### Directions for this task
Where in the data does the word "merged" appear? Find those lines and copy them.
----- Data for processing -----
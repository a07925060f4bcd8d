//! The collection of records most recently loaded by list or search.

use std::sync::{Arc, PoisonError, RwLock, Weak};

use chrono::NaiveDate;

use crate::vehicles::Vehicle;

/// A shared, individually lockable vehicle record.
pub type ResidentVehicle = Arc<RwLock<Vehicle>>;

/// Records resident in memory for the presentation layer and the
/// background revaluator.
///
/// The collection lock is only ever held for short, non-async sections and
/// never while a record lock is taken for writing.
#[derive(Default)]
pub struct WorkingSet {
    records: RwLock<Vec<ResidentVehicle>>,
}

impl WorkingSet {
    pub fn new() -> Self {
        Self::default()
    }

    /// Replaces the whole collection. Records dropped here are evicted.
    pub fn replace(&self, vehicles: Vec<Vehicle>) {
        let fresh: Vec<ResidentVehicle> = vehicles
            .into_iter()
            .map(|v| Arc::new(RwLock::new(v)))
            .collect();
        *self.records.write().unwrap_or_else(PoisonError::into_inner) = fresh;
    }

    /// Copies of the resident records, in collection order.
    pub fn snapshot(&self) -> Vec<Vehicle> {
        self.records
            .read()
            .unwrap_or_else(PoisonError::into_inner)
            .iter()
            .map(|record| record.read().unwrap_or_else(PoisonError::into_inner).clone())
            .collect()
    }

    /// Weak handles to the resident records. A handle that no longer
    /// upgrades belongs to an evicted record.
    pub fn weak_refs(&self) -> Vec<Weak<RwLock<Vehicle>>> {
        self.records
            .read()
            .unwrap_or_else(PoisonError::into_inner)
            .iter()
            .map(Arc::downgrade)
            .collect()
    }

    pub fn len(&self) -> usize {
        self.records
            .read()
            .unwrap_or_else(PoisonError::into_inner)
            .len()
    }

    pub fn is_empty(&self) -> bool {
        self.len() == 0
    }

    /// Merges a stored copy of a vehicle into its resident record, if there
    /// is one, and returns the merged record.
    ///
    /// Unless `keep_mileage` is false the resident mileage is kept, since the
    /// revaluator may have advanced it past the stored value. The value is
    /// recomputed under the same record lock.
    pub fn refresh(&self, stored: &Vehicle, keep_mileage: bool, as_of: NaiveDate) -> Option<Vehicle> {
        let record = self.find(stored.id)?;
        let mut resident = record.write().unwrap_or_else(PoisonError::into_inner);
        let mileage = resident.mileage;
        *resident = stored.clone();
        if keep_mileage {
            resident.mileage = mileage;
        }
        resident.revalue(as_of);
        Some(resident.clone())
    }

    /// Removes the resident record with `vehicle_id`. Returns whether one
    /// was removed.
    pub fn evict(&self, vehicle_id: i64) -> bool {
        let mut records = self.records.write().unwrap_or_else(PoisonError::into_inner);
        let before = records.len();
        records.retain(|record| {
            record
                .read()
                .map(|v| v.id != vehicle_id)
                .unwrap_or_else(|poisoned| poisoned.into_inner().id != vehicle_id)
        });
        records.len() != before
    }

    fn find(&self, vehicle_id: i64) -> Option<ResidentVehicle> {
        self.records
            .read()
            .unwrap_or_else(PoisonError::into_inner)
            .iter()
            .find(|record| record.read().unwrap_or_else(PoisonError::into_inner).id == vehicle_id)
            .cloned()
    }
}

#[cfg(test)]
mod tests {
    use super::*;
    use crate::utils::valuation_date_today;
    use crate::vehicles::sample_vehicles;

    fn filled() -> WorkingSet {
        let today = valuation_date_today();
        let set = WorkingSet::new();
        set.replace(
            sample_vehicles()
                .into_iter()
                .zip(1..)
                .map(|(v, id)| v.into_vehicle(id, today))
                .collect(),
        );
        set
    }

    #[test]
    fn test_replace_drops_previous_records() {
        let set = filled();
        let weak = set.weak_refs();
        set.replace(Vec::new());
        assert!(set.is_empty());
        assert!(weak.iter().all(|w| w.upgrade().is_none()));
    }

    #[test]
    fn test_refresh_updates_only_matching_record() {
        let set = filled();
        let mut changed = set.snapshot()[1].clone();
        changed.color = "Gelb".to_string();

        assert!(set.refresh(&changed, true, valuation_date_today()).is_some());
        let snapshot = set.snapshot();
        assert_eq!(snapshot[1].color, "Gelb");
        assert_eq!(snapshot[0].color, "Blau");

        changed.id = 99;
        assert!(set.refresh(&changed, true, valuation_date_today()).is_none());
    }

    #[test]
    fn test_refresh_keeps_advanced_mileage_unless_replaced() {
        let today = valuation_date_today();
        let set = filled();
        let stored = set.snapshot()[1].clone();
        {
            let resident = set.weak_refs()[1].upgrade().unwrap();
            let mut vehicle = resident.write().unwrap();
            vehicle.mileage += 20;
            vehicle.revalue(today);
        }

        let mut recolored = stored.clone();
        recolored.color = "Gelb".to_string();
        let merged = set.refresh(&recolored, true, today).unwrap();
        assert_eq!(merged.color, "Gelb");
        assert_eq!(merged.mileage, stored.mileage + 20);
        assert_eq!(set.snapshot()[1], merged);

        let mut remeasured = stored.clone();
        remeasured.mileage = 10_000;
        let merged = set.refresh(&remeasured, false, today).unwrap();
        assert_eq!(merged.mileage, 10_000);
        assert_eq!(merged.current_value, remeasured.revalued(today).current_value);
    }

    #[test]
    fn test_evict_removes_record_and_invalidates_weak_ref() {
        let set = filled();
        let weak = set.weak_refs();
        assert!(set.evict(2));
        assert!(!set.evict(2));
        assert_eq!(set.len(), 2);
        assert!(weak[1].upgrade().is_none());
        assert!(weak[0].upgrade().is_some());
    }
}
-----
### Answer to this problem
    /// is one, and returns the merged record.
        let merged = set.refresh(&recolored, true, today).unwrap();
        assert_eq!(merged.color, "Gelb");
        assert_eq!(merged.mileage, stored.mileage + 20);
        assert_eq!(set.snapshot()[1], merged);
        let merged = set.refresh(&remeasured, false, today).unwrap();
        assert_eq!(merged.mileage, 10_000);
        assert_eq!(merged.current_value, remeasured.revalued(today).current_value);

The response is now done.